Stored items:
=====

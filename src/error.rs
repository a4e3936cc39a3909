use thiserror::Error;

/// Failures of the call to the hosted model.
#[derive(Debug, Error)]
pub enum ModelError {
    #[error("model request failed: {0}")]
    Transport(#[from] reqwest::Error),

    #[error("model service returned {status}: {body}")]
    Status { status: u16, body: String },

    #[error("model refused the prompt: {reason}")]
    Blocked { reason: String },

    #[error("model returned no text")]
    EmptyResponse,

    #[error("unreadable model response: {0}")]
    Decode(String),
}

/// Everything that can stop a passage from becoming a report.
#[derive(Debug, Error)]
pub enum AnalysisError {
    #[error(transparent)]
    Model(#[from] ModelError),

    #[error("no JSON object found in the model response")]
    NoJsonFound,

    #[error("model response is not valid JSON: {message}")]
    ParseError { message: String },

    #[error("missing required field `{path}`")]
    MissingField { path: String },

    #[error("field `{path}` should be {expected}")]
    InvalidField { path: String, expected: &'static str },
}

impl AnalysisError {
    /// Stable machine-readable name, used in API error bodies and logs.
    pub fn kind(&self) -> &'static str {
        match self {
            AnalysisError::Model(_) => "model_error",
            AnalysisError::NoJsonFound => "no_json_found",
            AnalysisError::ParseError { .. } => "parse_error",
            AnalysisError::MissingField { .. } => "missing_field",
            AnalysisError::InvalidField { .. } => "invalid_field",
        }
    }
}

/// A failed analysis together with the raw model text, when one was received.
#[derive(Debug, Error)]
#[error("{error}")]
pub struct ReportFailure {
    #[source]
    pub error: AnalysisError,
    pub raw_response: Option<String>,
}

impl ReportFailure {
    pub fn with_raw(error: AnalysisError, raw_response: impl Into<String>) -> Self {
        Self {
            error,
            raw_response: Some(raw_response.into()),
        }
    }
}

impl From<ModelError> for ReportFailure {
    fn from(err: ModelError) -> Self {
        Self {
            error: AnalysisError::Model(err),
            raw_response: None,
        }
    }
}
use anyhow::{Context, Result, bail};
use std::net::SocketAddr;
use std::time::Duration;

pub const DEFAULT_MODEL: &str = "gemini-1.5-flash";
pub const DEFAULT_ENDPOINT: &str = "https://generativelanguage.googleapis.com/v1beta";
pub const DEFAULT_TIMEOUT_SECS: u64 = 120;
pub const DEFAULT_BIND_ADDR: &str = "0.0.0.0:3000";

/// Everything the model client needs; handed to it at construction.
#[derive(Clone)]
pub struct ModelConfig {
    pub credential: String,
    pub model_name: String,
    pub endpoint: String,
    pub timeout: Duration,
}

// Keeps the credential out of logs.
impl std::fmt::Debug for ModelConfig {
    fn fmt(&self, f: &mut std::fmt::Formatter<'_>) -> std::fmt::Result {
        f.debug_struct("ModelConfig")
            .field("credential", &"<redacted>")
            .field("model_name", &self.model_name)
            .field("endpoint", &self.endpoint)
            .field("timeout", &self.timeout)
            .finish()
    }
}

#[derive(Debug, Clone)]
pub struct Config {
    pub model: ModelConfig,
    pub bind_addr: SocketAddr,
}

impl Config {
    pub fn from_env() -> Result<Self> {
        Self::from_lookup(|key| std::env::var(key).ok())
    }

    pub fn from_lookup(lookup: impl Fn(&str) -> Option<String>) -> Result<Self> {
        let var = |key: &str| lookup(key).filter(|v| !v.trim().is_empty());

        let Some(credential) = var("GEMINI_API_KEY") else {
            bail!("GEMINI_API_KEY must be set");
        };

        let timeout_secs = match var("LLM_TIMEOUT_SECS") {
            Some(raw) => raw
                .trim()
                .parse::<u64>()
                .with_context(|| format!("LLM_TIMEOUT_SECS is not a number of seconds: {raw}"))?,
            None => DEFAULT_TIMEOUT_SECS,
        };

        let bind_addr = var("BIND_ADDR").unwrap_or_else(|| DEFAULT_BIND_ADDR.to_string());
        let bind_addr = bind_addr
            .parse()
            .with_context(|| format!("BIND_ADDR is not a socket address: {bind_addr}"))?;

        Ok(Config {
            model: ModelConfig {
                credential,
                model_name: var("GEMINI_MODEL").unwrap_or_else(|| DEFAULT_MODEL.to_string()),
                endpoint: var("GEMINI_API_URL").unwrap_or_else(|| DEFAULT_ENDPOINT.to_string()),
                timeout: Duration::from_secs(timeout_secs),
            },
            bind_addr,
        })
    }
}
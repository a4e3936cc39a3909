use crate::error::{AnalysisError, ReportFailure};
use crate::models::{AnalyzeRequest, AnalyzeResponse, ErrorBody};
use crate::services::analyzer::generate_report;
use crate::services::llm::ModelClient;
use crate::services::render::render_report;
use axum::{
    Router,
    extract::{State, rejection::JsonRejection},
    response::{Html, IntoResponse, Json, Response},
    routing::{get, post},
};
use http::StatusCode;
use std::sync::Arc;
use tower_http::cors::CorsLayer;
use tower_http::trace::TraceLayer;
use tracing::Instrument;
use uuid::Uuid;

#[derive(Clone)]
pub struct AppState {
    pub llm_client: Arc<dyn ModelClient>,
}

pub fn app(state: AppState) -> Router {
    Router::new()
        .route("/", get(index))
        .route("/analyze", post(analyze))
        .route("/health", get(health_check))
        .with_state(state)
        .layer(TraceLayer::new_for_http())
        .layer(
            CorsLayer::new()
                .allow_origin(tower_http::cors::Any)
                .allow_methods(tower_http::cors::AllowMethods::any())
                .allow_headers(tower_http::cors::AllowHeaders::any()),
        )
}

const INDEX_HTML: &str = r#"<!DOCTYPE html>
<html lang="ko">
<head>
    <meta charset="utf-8">
    <title>AI 영어 지문 분석기</title>
    <style>
        body { font-family: sans-serif; margin: 32px auto; max-width: 1200px; color: #111827; }
        textarea { width: 100%; box-sizing: border-box; font-size: 14px; padding: 10px; }
        button { margin: 12px 0; padding: 8px 18px; font-size: 14px; cursor: pointer; }
        .spinner { display: none; margin: 12px 0; color: #2563eb; }
        .spinner.active { display: block; }
        .error { color: #dc2626; background: #fef2f2; border: 1px solid #fecaca; padding: 10px; border-radius: 6px; }
        pre.raw { white-space: pre-wrap; background: #f9fafb; border: 1px solid #e5e7eb; padding: 10px; font-size: 12px; }
    </style>
</head>
<body>
    <h1>📝 AI 영어 지문 분석기</h1>
    <p>영어 지문을 입력하면 전문적인 문장 분석지를 생성합니다.</p>

    <textarea id="passage" rows="10" placeholder="여기에 영어 본문을 붙여넣으세요..."></textarea>
    <button id="analyze">분석지 생성하기</button>
    <div id="spinner" class="spinner">AI가 지문을 정밀 분석 중입니다...</div>
    <div id="result"></div>

    <script>
        const button = document.getElementById("analyze");
        const spinner = document.getElementById("spinner");
        const result = document.getElementById("result");

        function showError(message, raw) {
            result.replaceChildren();
            const box = document.createElement("div");
            box.className = "error";
            box.textContent = message;
            result.appendChild(box);
            if (raw) {
                const pre = document.createElement("pre");
                pre.className = "raw";
                pre.textContent = raw;
                result.appendChild(pre);
            }
        }

        button.addEventListener("click", async () => {
            const passage = document.getElementById("passage").value;
            if (!passage.trim()) {
                showError("지문을 입력해주세요.", null);
                return;
            }
            button.disabled = true;
            spinner.classList.add("active");
            try {
                const response = await fetch("/analyze", {
                    method: "POST",
                    headers: { "Content-Type": "application/json" },
                    body: JSON.stringify({ passage }),
                });
                const body = await response.json();
                if (response.ok) {
                    result.innerHTML = body.html;
                } else {
                    showError("분석 중 오류가 발생했습니다: " + body.error, body.raw_response);
                }
            } catch (err) {
                showError("분석 중 오류가 발생했습니다: " + err, null);
            } finally {
                spinner.classList.remove("active");
                button.disabled = false;
            }
        });
    </script>
</body>
</html>
"#;

async fn index() -> Html<&'static str> {
    Html(INDEX_HTML)
}

async fn health_check() -> &'static str {
    "OK"
}

pub struct ApiError {
    status: StatusCode,
    body: ErrorBody,
}

impl ApiError {
    fn empty_passage() -> Self {
        ApiError {
            status: StatusCode::BAD_REQUEST,
            body: ErrorBody {
                error: "passage is empty".to_string(),
                kind: "empty_passage",
                raw_response: None,
            },
        }
    }
}

impl From<JsonRejection> for ApiError {
    fn from(rejection: JsonRejection) -> Self {
        ApiError {
            status: rejection.status(),
            body: ErrorBody {
                error: rejection.body_text(),
                kind: "bad_request",
                raw_response: None,
            },
        }
    }
}

impl From<ReportFailure> for ApiError {
    fn from(failure: ReportFailure) -> Self {
        let status = match failure.error {
            AnalysisError::Model(_) => StatusCode::BAD_GATEWAY,
            _ => StatusCode::UNPROCESSABLE_ENTITY,
        };
        ApiError {
            status,
            body: ErrorBody {
                error: failure.error.to_string(),
                kind: failure.error.kind(),
                raw_response: failure.raw_response,
            },
        }
    }
}

impl IntoResponse for ApiError {
    fn into_response(self) -> Response {
        (self.status, Json(self.body)).into_response()
    }
}

async fn analyze(
    State(state): State<AppState>,
    payload: Result<Json<AnalyzeRequest>, JsonRejection>,
) -> Result<Json<AnalyzeResponse>, ApiError> {
    let Json(request) = payload?;
    if request.passage.trim().is_empty() {
        return Err(ApiError::empty_passage());
    }

    let span = tracing::info_span!("analyze", request_id = %Uuid::new_v4());
    async move {
        tracing::info!(passage_chars = request.passage.chars().count(), "analysis requested");

        let report = generate_report(&request.passage, &state.llm_client)
            .await
            .inspect_err(|failure| {
                tracing::warn!(kind = failure.error.kind(), error = %failure.error, "analysis failed")
            })?;

        let html = render_report(&report);
        tracing::info!(
            sentences = report.sentences.len(),
            vocabulary = report.vocabulary.len(),
            "report rendered"
        );
        Ok::<_, ApiError>(Json(AnalyzeResponse { html, report }))
    }
    .instrument(span)
    .await
}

=====

WORK REQUEST: Taking the entries above, print exactly the lines starting at the line with "use tower_http::cors::CorsLayer;" and ending at the line with "sans-serif; margin: 32px", both included.

ANSWER FOR THE TASK:
use tower_http::cors::CorsLayer;
use tower_http::trace::TraceLayer;
use tracing::Instrument;
use uuid::Uuid;

#[derive(Clone)]
pub struct AppState {
    pub llm_client: Arc<dyn ModelClient>,
}

pub fn app(state: AppState) -> Router {
    Router::new()
        .route("/", get(index))
        .route("/analyze", post(analyze))
        .route("/health", get(health_check))
        .with_state(state)
        .layer(TraceLayer::new_for_http())
        .layer(
            CorsLayer::new()
                .allow_origin(tower_http::cors::Any)
                .allow_methods(tower_http::cors::AllowMethods::any())
                .allow_headers(tower_http::cors::AllowHeaders::any()),
        )
}

const INDEX_HTML: &str = r#"<!DOCTYPE html>
<html lang="ko">
<head>
    <meta charset="utf-8">
    <title>AI 영어 지문 분석기</title>
    <style>
        body { font-family: sans-serif; margin: 32px auto; max-width: 1200px; color: #111827; }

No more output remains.